• **ABOUT THIS TASK**: Only one span belongs in the answer: the line holding "data: &str) ->" through the last line of the entries below, retyped exactly.

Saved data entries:
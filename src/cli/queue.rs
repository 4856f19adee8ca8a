//! Offline queue command implementations
//!
//! The CLI has no network handlers, so the queue is opened offline and never syncs.

use std::sync::Arc;

use anyhow::{Context, Result, bail};
use uuid::Uuid;

use valtrix::Config;
use valtrix::offline::{Connectivity, FileStore, HandlerRegistry, OfflineQueue, OperationKind};

fn open_queue(config: &Config) -> Result<OfflineQueue> {
    OfflineQueue::open(
        Arc::new(FileStore::new(&config.queue.storage_dir)),
        Arc::new(HandlerRegistry::new()),
        Connectivity::new(false),
        config.queue.clone(),
    )
}

pub fn list_command(config: &Config) -> Result<()> {
    let queue = open_queue(config)?;
    let pending = queue.pending();

    if pending.is_empty() {
        println!("No pending operations.");
        return Ok(());
    }

    println!("Pending operations ({}):\n", pending.len());

    for op in pending {
        println!(
            "  {} {} {} (queued {})",
            op.id,
            op.kind,
            op.entity,
            op.enqueued_at.format("%Y-%m-%d %H:%M:%S")
        );
        println!("    {}", op.data);
        if op.retry_count > 0 {
            println!(
                "    Retries: {}/{} - {}",
                op.retry_count,
                config.queue.max_retries,
                op.last_error.as_deref().unwrap_or("unknown error")
            );
        }
    }

    Ok(())
}

pub fn add_command(config: &Config, kind: &str, entity: &str, data: &str) -> Result<()> {
    let Some(kind) = OperationKind::parse(kind) else {
        bail!("Unknown operation kind: {} (expected create, update or delete)", kind);
    };
    let data: serde_json::Value =
        serde_json::from_str(data).with_context(|| "Operation data must be valid JSON")?;

    let queue = open_queue(config)?;
    let id = queue.enqueue(kind, entity, data);
    queue.shutdown()?;

    println!("Queued {} ({} pending)", id, queue.len());
    Ok(())
}

pub fn drop_command(config: &Config, id: Uuid) -> Result<()> {
    let queue = open_queue(config)?;
    match queue.dequeue(id) {
        Some(op) => println!("Removed {} {} {}", op.id, op.kind, op.entity),
        None => bail!("No pending operation with id {}", id),
    }
    queue.shutdown()
}

pub fn clear_command(config: &Config) -> Result<()> {
    let queue = open_queue(config)?;
    let count = queue.len();
    queue.clear();
    queue.shutdown()?;

    println!("Cleared {} pending operation(s).", count);
    Ok(())
}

• **WRITTEN RESPONSE**:
pub fn add_command(config: &Config, kind: &str, entity: &str, data: &str) -> Result<()> {
    let Some(kind) = OperationKind::parse(kind) else {
        bail!("Unknown operation kind: {} (expected create, update or delete)", kind);
    };
    let data: serde_json::Value =
        serde_json::from_str(data).with_context(|| "Operation data must be valid JSON")?;

    let queue = open_queue(config)?;
    let id = queue.enqueue(kind, entity, data);
    queue.shutdown()?;

    println!("Queued {} ({} pending)", id, queue.len());
    Ok(())
}

pub fn drop_command(config: &Config, id: Uuid) -> Result<()> {
    let queue = open_queue(config)?;
    match queue.dequeue(id) {
        Some(op) => println!("Removed {} {} {}", op.id, op.kind, op.entity),
        None => bail!("No pending operation with id {}", id),
    }
    queue.shutdown()
}

pub fn clear_command(config: &Config) -> Result<()> {
    let queue = open_queue(config)?;
    let count = queue.len();
    queue.clear();
    queue.shutdown()?;

    println!("Cleared {} pending operation(s).", count);
    Ok(())
}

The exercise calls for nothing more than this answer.